START Given data

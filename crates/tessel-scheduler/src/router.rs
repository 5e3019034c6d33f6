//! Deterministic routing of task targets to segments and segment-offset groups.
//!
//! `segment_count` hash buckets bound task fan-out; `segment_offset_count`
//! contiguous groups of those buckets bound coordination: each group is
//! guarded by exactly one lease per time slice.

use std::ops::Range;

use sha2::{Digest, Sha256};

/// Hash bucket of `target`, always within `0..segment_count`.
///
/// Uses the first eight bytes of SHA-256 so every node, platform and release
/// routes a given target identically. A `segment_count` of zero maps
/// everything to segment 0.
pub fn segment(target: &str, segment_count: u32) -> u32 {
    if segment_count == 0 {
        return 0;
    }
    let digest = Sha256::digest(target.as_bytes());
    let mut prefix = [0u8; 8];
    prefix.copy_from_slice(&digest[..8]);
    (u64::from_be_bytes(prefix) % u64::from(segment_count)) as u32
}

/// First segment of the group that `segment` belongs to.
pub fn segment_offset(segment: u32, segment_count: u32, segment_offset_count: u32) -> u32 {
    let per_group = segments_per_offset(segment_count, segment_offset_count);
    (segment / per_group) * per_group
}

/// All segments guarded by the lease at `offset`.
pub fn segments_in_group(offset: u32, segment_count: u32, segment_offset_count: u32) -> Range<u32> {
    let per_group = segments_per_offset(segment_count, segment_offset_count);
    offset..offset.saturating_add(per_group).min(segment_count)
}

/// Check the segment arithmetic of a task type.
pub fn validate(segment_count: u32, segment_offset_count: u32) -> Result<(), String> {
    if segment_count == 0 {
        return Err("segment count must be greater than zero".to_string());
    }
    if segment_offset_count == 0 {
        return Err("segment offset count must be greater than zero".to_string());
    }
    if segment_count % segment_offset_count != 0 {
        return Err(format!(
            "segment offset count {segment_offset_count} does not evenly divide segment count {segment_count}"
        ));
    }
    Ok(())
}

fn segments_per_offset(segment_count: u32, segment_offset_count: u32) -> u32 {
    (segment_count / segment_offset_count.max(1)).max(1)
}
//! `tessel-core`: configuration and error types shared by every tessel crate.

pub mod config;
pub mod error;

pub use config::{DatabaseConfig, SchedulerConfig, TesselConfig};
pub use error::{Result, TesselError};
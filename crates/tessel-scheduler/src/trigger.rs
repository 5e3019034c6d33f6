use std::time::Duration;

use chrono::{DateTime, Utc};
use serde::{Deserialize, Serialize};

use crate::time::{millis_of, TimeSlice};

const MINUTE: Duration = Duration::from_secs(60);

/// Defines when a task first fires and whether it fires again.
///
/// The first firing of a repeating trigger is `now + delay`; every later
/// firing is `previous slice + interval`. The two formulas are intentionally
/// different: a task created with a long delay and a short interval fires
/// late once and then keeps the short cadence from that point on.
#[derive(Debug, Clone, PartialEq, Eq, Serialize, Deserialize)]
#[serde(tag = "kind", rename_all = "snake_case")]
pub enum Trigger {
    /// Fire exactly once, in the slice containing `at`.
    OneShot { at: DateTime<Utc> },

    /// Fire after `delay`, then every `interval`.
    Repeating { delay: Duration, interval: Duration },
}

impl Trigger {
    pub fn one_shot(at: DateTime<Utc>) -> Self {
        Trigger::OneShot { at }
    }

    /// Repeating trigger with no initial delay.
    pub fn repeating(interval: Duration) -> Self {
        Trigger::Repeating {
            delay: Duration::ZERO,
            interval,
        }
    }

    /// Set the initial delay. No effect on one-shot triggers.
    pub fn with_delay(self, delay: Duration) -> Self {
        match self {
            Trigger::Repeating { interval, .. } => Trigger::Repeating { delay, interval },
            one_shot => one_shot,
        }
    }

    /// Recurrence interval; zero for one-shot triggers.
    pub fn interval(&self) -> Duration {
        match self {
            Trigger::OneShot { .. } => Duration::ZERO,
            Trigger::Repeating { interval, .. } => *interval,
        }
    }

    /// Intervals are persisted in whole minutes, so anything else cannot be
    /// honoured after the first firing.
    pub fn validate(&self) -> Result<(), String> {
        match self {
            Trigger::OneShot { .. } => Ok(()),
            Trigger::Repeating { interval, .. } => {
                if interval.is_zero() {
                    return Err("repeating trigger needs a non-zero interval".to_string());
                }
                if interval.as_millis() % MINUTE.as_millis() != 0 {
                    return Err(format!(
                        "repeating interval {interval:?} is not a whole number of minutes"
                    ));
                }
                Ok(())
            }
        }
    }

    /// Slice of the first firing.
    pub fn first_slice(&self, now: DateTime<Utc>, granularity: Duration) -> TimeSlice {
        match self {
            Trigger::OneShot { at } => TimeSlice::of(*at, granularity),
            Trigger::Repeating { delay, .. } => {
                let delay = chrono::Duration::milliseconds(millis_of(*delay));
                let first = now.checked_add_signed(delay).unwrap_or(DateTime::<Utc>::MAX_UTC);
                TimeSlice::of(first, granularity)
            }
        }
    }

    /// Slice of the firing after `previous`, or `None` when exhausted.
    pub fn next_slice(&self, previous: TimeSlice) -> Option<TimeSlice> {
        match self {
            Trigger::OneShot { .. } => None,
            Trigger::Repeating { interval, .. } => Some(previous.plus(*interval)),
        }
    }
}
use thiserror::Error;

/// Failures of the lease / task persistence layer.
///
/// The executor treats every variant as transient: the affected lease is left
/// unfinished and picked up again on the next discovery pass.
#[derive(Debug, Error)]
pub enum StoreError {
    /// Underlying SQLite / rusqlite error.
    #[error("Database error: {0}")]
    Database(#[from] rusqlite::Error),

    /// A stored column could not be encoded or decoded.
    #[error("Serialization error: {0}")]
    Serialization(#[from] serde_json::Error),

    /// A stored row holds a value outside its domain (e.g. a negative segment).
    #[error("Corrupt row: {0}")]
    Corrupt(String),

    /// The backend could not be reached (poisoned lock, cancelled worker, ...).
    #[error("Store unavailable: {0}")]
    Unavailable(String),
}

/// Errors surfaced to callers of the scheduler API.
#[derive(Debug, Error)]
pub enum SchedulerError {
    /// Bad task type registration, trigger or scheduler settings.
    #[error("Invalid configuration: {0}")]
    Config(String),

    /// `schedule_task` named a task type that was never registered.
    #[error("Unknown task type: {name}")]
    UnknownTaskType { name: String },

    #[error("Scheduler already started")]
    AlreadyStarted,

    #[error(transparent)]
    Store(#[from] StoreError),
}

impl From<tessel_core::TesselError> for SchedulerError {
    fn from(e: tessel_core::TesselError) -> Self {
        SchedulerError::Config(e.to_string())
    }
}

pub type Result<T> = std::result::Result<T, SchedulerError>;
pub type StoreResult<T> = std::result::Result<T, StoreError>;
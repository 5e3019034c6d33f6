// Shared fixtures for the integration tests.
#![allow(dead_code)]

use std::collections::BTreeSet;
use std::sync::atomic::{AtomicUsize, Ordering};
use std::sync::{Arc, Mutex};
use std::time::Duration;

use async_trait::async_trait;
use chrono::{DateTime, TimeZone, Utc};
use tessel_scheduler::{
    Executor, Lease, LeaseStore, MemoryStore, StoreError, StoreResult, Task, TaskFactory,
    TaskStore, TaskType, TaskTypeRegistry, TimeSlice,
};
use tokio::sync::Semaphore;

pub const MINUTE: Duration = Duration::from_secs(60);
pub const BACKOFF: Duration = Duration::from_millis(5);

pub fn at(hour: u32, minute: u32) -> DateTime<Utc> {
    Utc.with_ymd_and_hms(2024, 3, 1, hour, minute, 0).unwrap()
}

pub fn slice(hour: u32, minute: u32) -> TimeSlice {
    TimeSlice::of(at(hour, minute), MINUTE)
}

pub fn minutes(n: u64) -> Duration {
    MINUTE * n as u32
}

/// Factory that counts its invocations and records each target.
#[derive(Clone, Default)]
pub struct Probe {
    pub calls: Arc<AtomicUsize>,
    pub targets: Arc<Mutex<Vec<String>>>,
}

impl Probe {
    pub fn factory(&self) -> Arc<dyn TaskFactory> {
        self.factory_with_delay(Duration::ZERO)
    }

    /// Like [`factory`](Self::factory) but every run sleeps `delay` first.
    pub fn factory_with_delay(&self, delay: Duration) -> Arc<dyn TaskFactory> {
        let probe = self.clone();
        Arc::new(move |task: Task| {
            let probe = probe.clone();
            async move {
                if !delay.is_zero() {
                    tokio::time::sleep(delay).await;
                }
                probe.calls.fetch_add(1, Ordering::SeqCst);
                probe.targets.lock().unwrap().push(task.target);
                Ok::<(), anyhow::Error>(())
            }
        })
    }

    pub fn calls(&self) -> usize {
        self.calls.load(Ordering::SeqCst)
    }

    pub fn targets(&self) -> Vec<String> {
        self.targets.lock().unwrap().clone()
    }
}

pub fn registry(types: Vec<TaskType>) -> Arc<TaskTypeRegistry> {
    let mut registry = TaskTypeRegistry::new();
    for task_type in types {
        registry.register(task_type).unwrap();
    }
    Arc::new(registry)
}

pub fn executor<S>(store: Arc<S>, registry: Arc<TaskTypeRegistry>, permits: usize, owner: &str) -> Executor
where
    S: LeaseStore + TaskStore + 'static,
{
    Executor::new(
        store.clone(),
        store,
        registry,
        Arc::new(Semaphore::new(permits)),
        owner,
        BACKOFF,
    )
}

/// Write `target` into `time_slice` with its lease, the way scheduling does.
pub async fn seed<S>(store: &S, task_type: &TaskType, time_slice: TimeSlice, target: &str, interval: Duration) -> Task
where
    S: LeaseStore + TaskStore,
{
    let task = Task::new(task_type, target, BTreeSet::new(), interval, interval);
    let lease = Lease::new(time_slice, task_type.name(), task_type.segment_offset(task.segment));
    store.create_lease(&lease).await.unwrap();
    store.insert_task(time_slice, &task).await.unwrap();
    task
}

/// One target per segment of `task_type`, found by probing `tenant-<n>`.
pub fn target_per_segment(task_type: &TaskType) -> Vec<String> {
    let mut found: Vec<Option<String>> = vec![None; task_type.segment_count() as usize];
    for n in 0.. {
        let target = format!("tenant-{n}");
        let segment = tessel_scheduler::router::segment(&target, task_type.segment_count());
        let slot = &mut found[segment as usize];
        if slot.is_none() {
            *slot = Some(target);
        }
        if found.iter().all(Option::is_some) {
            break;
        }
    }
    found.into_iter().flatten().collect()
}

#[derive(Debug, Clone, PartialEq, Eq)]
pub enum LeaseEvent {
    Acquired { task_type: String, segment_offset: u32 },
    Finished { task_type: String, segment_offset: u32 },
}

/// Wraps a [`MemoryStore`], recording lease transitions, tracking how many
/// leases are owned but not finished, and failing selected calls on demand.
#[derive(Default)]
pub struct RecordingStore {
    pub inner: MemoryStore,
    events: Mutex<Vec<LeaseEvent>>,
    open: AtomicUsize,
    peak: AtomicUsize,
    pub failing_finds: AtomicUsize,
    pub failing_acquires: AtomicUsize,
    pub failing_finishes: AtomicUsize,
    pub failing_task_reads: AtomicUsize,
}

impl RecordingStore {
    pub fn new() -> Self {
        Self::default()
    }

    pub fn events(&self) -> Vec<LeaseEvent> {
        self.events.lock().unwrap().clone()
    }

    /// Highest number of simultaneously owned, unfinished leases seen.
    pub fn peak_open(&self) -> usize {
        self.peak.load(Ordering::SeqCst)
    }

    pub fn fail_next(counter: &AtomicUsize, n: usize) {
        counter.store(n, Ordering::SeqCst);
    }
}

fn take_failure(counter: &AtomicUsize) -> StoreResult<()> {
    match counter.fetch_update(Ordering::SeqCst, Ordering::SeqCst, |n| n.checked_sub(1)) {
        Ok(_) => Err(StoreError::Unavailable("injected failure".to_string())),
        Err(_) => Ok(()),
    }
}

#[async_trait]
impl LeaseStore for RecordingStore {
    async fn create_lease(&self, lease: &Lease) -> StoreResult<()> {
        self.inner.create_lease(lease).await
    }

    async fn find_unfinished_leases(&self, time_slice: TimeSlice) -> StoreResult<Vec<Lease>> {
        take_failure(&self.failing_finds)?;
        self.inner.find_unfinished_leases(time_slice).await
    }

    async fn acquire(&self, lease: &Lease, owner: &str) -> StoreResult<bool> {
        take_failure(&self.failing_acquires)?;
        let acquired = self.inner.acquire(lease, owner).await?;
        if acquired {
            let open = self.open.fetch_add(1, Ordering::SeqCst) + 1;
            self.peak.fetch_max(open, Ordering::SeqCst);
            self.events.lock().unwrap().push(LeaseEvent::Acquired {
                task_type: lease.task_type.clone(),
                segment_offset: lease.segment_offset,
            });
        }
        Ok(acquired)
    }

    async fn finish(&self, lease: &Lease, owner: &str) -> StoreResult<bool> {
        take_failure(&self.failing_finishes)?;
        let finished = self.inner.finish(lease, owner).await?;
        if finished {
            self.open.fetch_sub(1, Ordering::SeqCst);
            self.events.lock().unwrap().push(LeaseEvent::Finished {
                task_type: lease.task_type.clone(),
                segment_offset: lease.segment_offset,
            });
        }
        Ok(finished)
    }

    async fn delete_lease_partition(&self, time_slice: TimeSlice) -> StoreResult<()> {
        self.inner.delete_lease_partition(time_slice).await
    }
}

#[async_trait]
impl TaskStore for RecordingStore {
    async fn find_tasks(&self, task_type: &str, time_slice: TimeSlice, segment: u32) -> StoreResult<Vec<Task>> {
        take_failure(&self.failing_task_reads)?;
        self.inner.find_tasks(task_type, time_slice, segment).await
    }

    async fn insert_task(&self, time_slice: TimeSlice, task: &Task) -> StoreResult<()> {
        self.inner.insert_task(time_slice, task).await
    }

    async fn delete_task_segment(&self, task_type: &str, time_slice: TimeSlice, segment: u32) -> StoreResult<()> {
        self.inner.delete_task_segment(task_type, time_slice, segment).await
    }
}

END Given data

- **Exercise prompt**
Reproduce all lines from the records above that include the word "TaskTypeRegistry".

- **Result**
    TaskStore, TaskType, TaskTypeRegistry, TimeSlice,
pub fn registry(types: Vec<TaskType>) -> Arc<TaskTypeRegistry> {
    let mut registry = TaskTypeRegistry::new();
pub fn executor<S>(store: Arc<S>, registry: Arc<TaskTypeRegistry>, permits: usize, owner: &str) -> Executor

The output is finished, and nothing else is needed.